The question is, how would you implement the touch / move to? I’m considering something like an Area2d. Finding the Y location of the touch and then tweening the bat to that location.

I want this code to be as modular as possible. The last project got a bit spaghetti code. Hence I’m asking before just diving in.

Any advice greatly appreciated.

:bust_in_silhouette: Reply From: Zylann

I went doing a bit of testing, and I would structure the scene this way:

- LeftBatArea (Area2D)
    - CollisionShape (rectangle)
- LeftBat (KinematicBody2D + bat.gd)
    - Sprite
    - KeyboardInput (Node + bat_keyboard.gd)
    - MouseInput (Node + bat_mouse.gd)
    - TouchInput (Node + bat_touch.gd)

The bat.gd would only expose a command variable that contains -1, 1 or 0 and moves according to that parameter.

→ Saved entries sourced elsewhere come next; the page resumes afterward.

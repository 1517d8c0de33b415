use std::path::{Path, PathBuf};
use std::time::Duration;
use serde::{Deserialize, Serialize};
use log::warn;
use crate::error::ConfigError;

/// Longest accepted fade or crossfade
pub const MAX_FADE_SECS: f32 = 60.0;
/// Largest decode block, in frames
pub const MAX_BLOCK_FRAMES: usize = 65_536;
/// Deepest output queue, in blocks
pub const MAX_BUFFER_BLOCKS: usize = 64;

/// Engine configuration, stored as TOML
#[derive(Debug, Clone, PartialEq, Serialize, Deserialize)]
#[serde(default)]
pub struct EngineConfig {
    /// Fade-in length applied at the start of every track
    pub fade_in_secs: f32,
    /// Fade-out length applied when playback is stopped by the caller
    pub fade_out_secs: f32,
    /// Accepted for compatibility; tracks are never blended
    pub crossfade_secs: f32,
    /// Frames pulled from the decoder per loop iteration
    pub block_frames: usize,
    /// Sleep between flag checks while paused
    pub pause_poll_ms: u64,
    pub default_volume: f32,
    /// Output queue depth, in blocks
    pub buffer_blocks: usize,
    /// Wrap to the first track after the last one finishes
    pub repeat_playlist: bool,
    pub preferred_device: Option<String>,
    /// Relative track paths are resolved against this folder
    pub media_root: Option<PathBuf>,
}

impl Default for EngineConfig {
    fn default() -> Self {
        Self {
            fade_in_secs: 1.0,
            fade_out_secs: 1.0,
            crossfade_secs: 3.0,
            block_frames: 1024,
            pause_poll_ms: 50,
            default_volume: 1.0,
            buffer_blocks: 4,
            repeat_playlist: true,
            preferred_device: None,
            media_root: None,
        }
    }
}

impl EngineConfig {
    /// Clamp out-of-range values back into something playable
    pub fn validated(mut self) -> Self {
        let defaults = Self::default();

        if !self.fade_in_secs.is_finite() || self.fade_in_secs < 0.0 {
            warn!("Invalid fade_in_secs {}, using {}", self.fade_in_secs, defaults.fade_in_secs);
            self.fade_in_secs = defaults.fade_in_secs;
        } else if self.fade_in_secs > MAX_FADE_SECS {
            warn!("fade_in_secs {} is too long, using {}", self.fade_in_secs, MAX_FADE_SECS);
            self.fade_in_secs = MAX_FADE_SECS;
        }
        if !self.fade_out_secs.is_finite() || self.fade_out_secs < 0.0 {
            warn!("Invalid fade_out_secs {}, using {}", self.fade_out_secs, defaults.fade_out_secs);
            self.fade_out_secs = defaults.fade_out_secs;
        } else if self.fade_out_secs > MAX_FADE_SECS {
            warn!("fade_out_secs {} is too long, using {}", self.fade_out_secs, MAX_FADE_SECS);
            self.fade_out_secs = MAX_FADE_SECS;
        }
        if !self.crossfade_secs.is_finite() || self.crossfade_secs < 0.0 {
            self.crossfade_secs = 0.0;
        }
        self.crossfade_secs = self.crossfade_secs.min(MAX_FADE_SECS);
        if self.block_frames == 0 {
            self.block_frames = defaults.block_frames;
        } else if self.block_frames > MAX_BLOCK_FRAMES {
            warn!("block_frames {} is too large, using {}", self.block_frames, MAX_BLOCK_FRAMES);
            self.block_frames = MAX_BLOCK_FRAMES;
        }
        // Resume latency has to stay under ~100ms
        self.pause_poll_ms = self.pause_poll_ms.clamp(1, 100);
        self.default_volume = if self.default_volume.is_finite() {
            self.default_volume.clamp(0.0, 1.0)
        } else {
            defaults.default_volume
        };
        self.buffer_blocks = self.buffer_blocks.clamp(2, MAX_BUFFER_BLOCKS);
        self
    }

    pub fn fade_in(&self) -> Duration {
        fade_duration(self.fade_in_secs)
    }

    pub fn fade_out(&self) -> Duration {
        fade_duration(self.fade_out_secs)
    }

    pub fn pause_poll(&self) -> Duration {
        Duration::from_millis(self.pause_poll_ms)
    }
}

/// Seconds to a fade length; anything that is not a sane length means no fade
fn fade_duration(secs: f32) -> Duration {
    if secs.is_nan() || secs <= 0.0 {
        return Duration::ZERO;
    }
    Duration::try_from_secs_f32(secs.min(MAX_FADE_SECS)).unwrap_or(Duration::ZERO)
}

/// Configuration manager for loading and saving settings
pub struct ConfigManager {
    config: EngineConfig,
    config_path: PathBuf,
}

impl ConfigManager {
    /// Load from the default location (`~/.config/rfid-jukebox/config.toml`)
    pub fn new() -> Result<Self, ConfigError> {
        let config_path = Self::get_config_path()?;
        Self::with_path(config_path)
    }

    /// Load from an explicit path, falling back to defaults when the file is absent
    pub fn with_path(config_path: PathBuf) -> Result<Self, ConfigError> {
        let config = Self::load_config(&config_path)?.validated();

        Ok(Self {
            config,
            config_path,
        })
    }

    pub fn get_config(&self) -> &EngineConfig {
        &self.config
    }

    pub fn config_path(&self) -> &Path {
        &self.config_path
    }

    pub fn update_config<F>(&mut self, updater: F) -> Result<(), ConfigError>
    where
        F: FnOnce(&mut EngineConfig),
    {
        updater(&mut self.config);
        self.config = self.config.clone().validated();
        self.save_config()
    }

    pub fn set_volume(&mut self, volume: f32) -> Result<(), ConfigError> {
        self.config.default_volume = volume.clamp(0.0, 1.0);
        self.save_config()
    }

    fn get_config_path() -> Result<PathBuf, ConfigError> {
        let config_dir = dirs::home_dir()
            .ok_or(ConfigError::ConfigDirNotFound)?
            .join(".config")
            .join("rfid-jukebox");

        Ok(config_dir.join("config.toml"))
    }

    fn load_config(path: &Path) -> Result<EngineConfig, ConfigError> {
        if !path.exists() {
            return Ok(EngineConfig::default());
        }

        let config_content = std::fs::read_to_string(path)?;
        let config: EngineConfig = toml::from_str(&config_content)?;

        Ok(config)
    }

    fn save_config(&self) -> Result<(), ConfigError> {
        if let Some(parent) = self.config_path.parent() {
            std::fs::create_dir_all(parent)?;
        }

        let config_content = toml::to_string_pretty(&self.config)?;
        std::fs::write(&self.config_path, config_content)?;

        Ok(())
    }
}

#[cfg(test)]
mod tests {
    use super::*;
    use std::fs;
    use tempfile::TempDir;

    fn create_test_config_manager() -> (ConfigManager, TempDir) {
        let temp_dir = TempDir::new().unwrap();
        let config_path = temp_dir.path().join("config.toml");

        let config_manager = ConfigManager {
            config: EngineConfig::default(),
            config_path,
        };

        (config_manager, temp_dir)
    }

    #[test]
    fn test_engine_config_default() {
        let config = EngineConfig::default();

        assert_eq!(config.fade_in_secs, 1.0);
        assert_eq!(config.fade_out_secs, 1.0);
        assert_eq!(config.crossfade_secs, 3.0);
        assert_eq!(config.block_frames, 1024);
        assert_eq!(config.pause_poll(), Duration::from_millis(50));
        assert!(config.repeat_playlist);
        assert_eq!(config.preferred_device, None);
    }

    #[test]
    fn test_partial_toml_uses_defaults() {
        let config: EngineConfig = toml::from_str("fade_in_secs = 0.5\nrepeat_playlist = false\n").unwrap();

        assert_eq!(config.fade_in_secs, 0.5);
        assert!(!config.repeat_playlist);
        assert_eq!(config.fade_out_secs, 1.0);
        assert_eq!(config.block_frames, 1024);
    }

    #[test]
    fn test_validated_clamps_values() {
        let config = EngineConfig {
            fade_in_secs: -2.0,
            fade_out_secs: f32::NAN,
            block_frames: 0,
            pause_poll_ms: 5000,
            default_volume: 3.0,
            buffer_blocks: 0,
            ..EngineConfig::default()
        }
        .validated();

        assert_eq!(config.fade_in_secs, 1.0);
        assert_eq!(config.fade_out_secs, 1.0);
        assert_eq!(config.block_frames, 1024);
        assert_eq!(config.pause_poll_ms, 100);
        assert_eq!(config.default_volume, 1.0);
        assert_eq!(config.buffer_blocks, 2);
    }

    #[test]
    fn test_validated_caps_huge_values() {
        let config: EngineConfig = toml::from_str(
            "fade_in_secs = 1e30\nfade_out_secs = 1e30\ncrossfade_secs = 1e30\n\
             block_frames = 9223372036854775807\nbuffer_blocks = 9223372036854775807\n",
        )
        .unwrap();
        let config = config.validated();

        assert_eq!(config.fade_in_secs, MAX_FADE_SECS);
        assert_eq!(config.fade_out_secs, MAX_FADE_SECS);
        assert_eq!(config.crossfade_secs, MAX_FADE_SECS);
        assert_eq!(config.block_frames, MAX_BLOCK_FRAMES);
        assert_eq!(config.buffer_blocks, MAX_BUFFER_BLOCKS);
        assert_eq!(config.fade_in(), Duration::from_secs(60));
        assert_eq!(config.fade_out(), Duration::from_secs(60));
    }

    #[test]
    fn test_fade_lengths_never_panic() {
        // Fields are public, so an unvalidated config can still reach a session
        let config = EngineConfig {
            fade_in_secs: 1e30,
            fade_out_secs: f32::NAN,
            ..EngineConfig::default()
        };

        assert_eq!(config.fade_in(), Duration::from_secs(60));
        assert_eq!(config.fade_out(), Duration::ZERO);

        let negative = EngineConfig { fade_in_secs: -1.0, ..EngineConfig::default() };
        assert_eq!(negative.fade_in(), Duration::ZERO);
    }

    #[test]
    fn test_save_and_load_config() {
        let (mut config_manager, _temp_dir) = create_test_config_manager();

        config_manager.config.fade_in_secs = 2.5;
        config_manager.config.preferred_device = Some("USB Speaker".to_string());
        config_manager.config.media_root = Some(PathBuf::from("/srv/audio"));
        config_manager.save_config().unwrap();

        let loaded = ConfigManager::load_config(&config_manager.config_path).unwrap();

        assert_eq!(loaded.fade_in_secs, 2.5);
        assert_eq!(loaded.preferred_device, Some("USB Speaker".to_string()));
        assert_eq!(loaded.media_root, Some(PathBuf::from("/srv/audio")));
    }

    #[test]
    fn test_load_nonexistent_config() {
        let temp_dir = TempDir::new().unwrap();
        let manager = ConfigManager::with_path(temp_dir.path().join("missing.toml")).unwrap();

        assert_eq!(manager.get_config(), &EngineConfig::default());
    }

    #[test]
    fn test_load_invalid_config() {
        let temp_dir = TempDir::new().unwrap();
        let config_path = temp_dir.path().join("invalid.toml");
        fs::write(&config_path, "invalid toml content [[[").unwrap();

        match ConfigManager::load_config(&config_path) {
            Err(ConfigError::DeserializationError(_)) => {}
            other => panic!("Expected DeserializationError, got {:?}", other.map(|_| ())),
        }
    }

    #[test]
    fn test_set_volume_persists_clamped() {
        let (mut config_manager, _temp_dir) = create_test_config_manager();

        config_manager.set_volume(1.5).unwrap();
        assert_eq!(config_manager.config.default_volume, 1.0);

        let loaded = ConfigManager::load_config(&config_manager.config_path).unwrap();
        assert_eq!(loaded.default_volume, 1.0);
    }

    #[test]
    fn test_update_config_creates_parent_dirs() {
        let temp_dir = TempDir::new().unwrap();
        let nested_path = temp_dir.path().join("nested").join("config.toml");
        let mut manager = ConfigManager {
            config: EngineConfig::default(),
            config_path: nested_path.clone(),
        };

        manager.update_config(|config| config.pause_poll_ms = 20).unwrap();

        assert!(nested_path.exists());
        let loaded = ConfigManager::load_config(&nested_path).unwrap();
        assert_eq!(loaded.pause_poll_ms, 20);
    }
}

Then, every input node would reference the parent, and set the command for each possible input.
Mouse and touch might want to handle the input_event signal from LeftBatArea so they know when an event happened over the control area of the bat.

One thing to note, you should store the touch index so you know which finger controls the bat, in case your game can be played with multiple users on a touchscreen (doing that with the mouse is impossible because there can be only one mouse).

Another thing is, Godot emulates mouse event on touch devices, so you should test if the mouse input node enters in conflict with the touch input node or not.

Thanks for your help, I’m back from a break and getting back into it.

The bat.gd would only expose a command variable that contains -1, 1 or
0 and moves according to that parameter.

May I ask how the bat.gd would expose this variable? I’m really not the worlds best programmer as you can see. Learning all the time. :slight_smile:

Then, every input node would reference the parent, and set the command
for each possible input.

Would that be with a get_parent.variable = stuffhere type command?

RE the rest I’ll chip away but first things first. :slight_smile: Thanks again!